- WORK ITEM
Only one number is wanted here: how many lines of the data hold "String".

- Stored data entries
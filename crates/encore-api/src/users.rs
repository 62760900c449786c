use std::sync::Arc;

use axum::{
    Extension, Json,
    extract::{Path, Query, State},
    response::IntoResponse,
};

use encore_db::models::{UserRow, UserSort};
use encore_types::UserId;
use encore_types::api::{Claims, Page, ProfileResponse, UserListQuery, UserSortKey};
use encore_types::models::User;

use crate::auth::AppStateInner;
use crate::blocking::with_db;
use crate::error::SocialError;

/// Upper bound for any `size`/`limit` query parameter.
pub const MAX_PAGE_SIZE: u32 = 100;

/// Plays shown on a profile.
pub const RECENT_LISTENS_SHOWN: u32 = 20;

pub(crate) fn into_users(rows: Vec<UserRow>) -> anyhow::Result<Vec<User>> {
    rows.into_iter().map(|row| row.into_model()).collect()
}

/// Profile fetch. The inbox is read as stored; expiry happens in `auth::me`.
pub async fn get_profile(
    State(state): State<Arc<AppStateInner>>,
    Path(user_id): Path<UserId>,
    Extension(claims): Extension<Claims>,
) -> Result<impl IntoResponse, SocialError> {
    let user = with_db(&state.db, move |db| {
        db.get_user_by_id(user_id)?.map(|row| row.into_model()).transpose()
    })
    .await?
    .ok_or(SocialError::NotFound)?;

    let notifications = state.notifications.list_for(user_id).await?;
    let subscribers = state.graph.subscribers_of(user_id).await?;
    let subscriptions = state.graph.subscriptions_of(user_id).await?;
    let recent_listens = state.listens.recent_for(user_id, RECENT_LISTENS_SHOWN).await?;
    let followed_by_me = claims.sub != user_id && state.graph.is_following(claims.sub, user_id).await?;

    Ok(Json(ProfileResponse {
        user,
        notifications,
        subscribers,
        subscriptions,
        recent_listens,
        followed_by_me,
    }))
}

/// `GET /users`: one page of accounts plus the total matching `search`.
pub async fn list_users(
    State(state): State<Arc<AppStateInner>>,
    Query(query): Query<UserListQuery>,
    Extension(_claims): Extension<Claims>,
) -> Result<impl IntoResponse, SocialError> {
    let sort = if query.recommended {
        UserSort::Popular
    } else {
        match query.sort_by {
            Some(UserSortKey::Popular) => UserSort::Popular,
            Some(UserSortKey::NameAsc) => UserSort::NameAsc,
            Some(UserSortKey::NameDesc) => UserSort::NameDesc,
            None => UserSort::Newest,
        }
    };
    let size = query.size.clamp(1, MAX_PAGE_SIZE);
    let offset = query.page.saturating_mul(size);
    let search = query.search;

    let page = with_db(&state.db, move |db| {
        let items = into_users(db.list_users(&search, sort, offset, size)?)?;
        let total = db.count_users(&search)?;
        Ok(Page { items, total })
    })
    .await?;

    Ok(Json(page))
}

/// `GET /users/{id}/songs`, newest upload first.
pub async fn list_user_songs(
    State(state): State<Arc<AppStateInner>>,
    Path(user_id): Path<UserId>,
    Extension(_claims): Extension<Claims>,
) -> Result<impl IntoResponse, SocialError> {
    let songs = state.songs.by_user(user_id).await?;
    Ok(Json(songs))
}
use chrono::{DateTime, Utc};
use serde::{Deserialize, Serialize};

use crate::UserId;

#[derive(Debug, Clone, Serialize, Deserialize)]
pub struct User {
    pub id: UserId,
    pub login: String,
    pub created_at: DateTime<Utc>,
}

#[derive(Debug, Clone, PartialEq, Eq, Serialize, Deserialize)]
pub struct Notification {
    pub id: uuid::Uuid,
    pub recipient_id: UserId,
    pub text: String,
    pub link: String,
    pub created_at: DateTime<Utc>,
    pub expires_at: DateTime<Utc>,
}

/// Replay-suppression record, one per (song, listener) pair.
#[derive(Debug, Clone, PartialEq, Eq, Serialize, Deserialize)]
pub struct ListenRecord {
    pub song_id: uuid::Uuid,
    pub user_id: UserId,
    pub created_at: DateTime<Utc>,
    pub expires_at: DateTime<Utc>,
}

/// Directed follow edge: `subscriber_id` follows `subscribed_id`.
#[derive(Debug, Clone, Copy, PartialEq, Eq, Hash, Serialize, Deserialize)]
pub struct SubscriptionEdge {
    pub subscriber_id: UserId,
    pub subscribed_id: UserId,
}

#[derive(Debug, Clone, Serialize, Deserialize)]
pub struct Song {
    pub id: uuid::Uuid,
    pub user_id: UserId,
    pub title: String,
    pub author: String,
    pub created_at: DateTime<Utc>,
}

/// Entry of a profile's recently-played section.
#[derive(Debug, Clone, Serialize, Deserialize)]
pub struct RecentListen {
    pub listen: ListenRecord,
    pub song: Song,
}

- COMPLETED TASK
5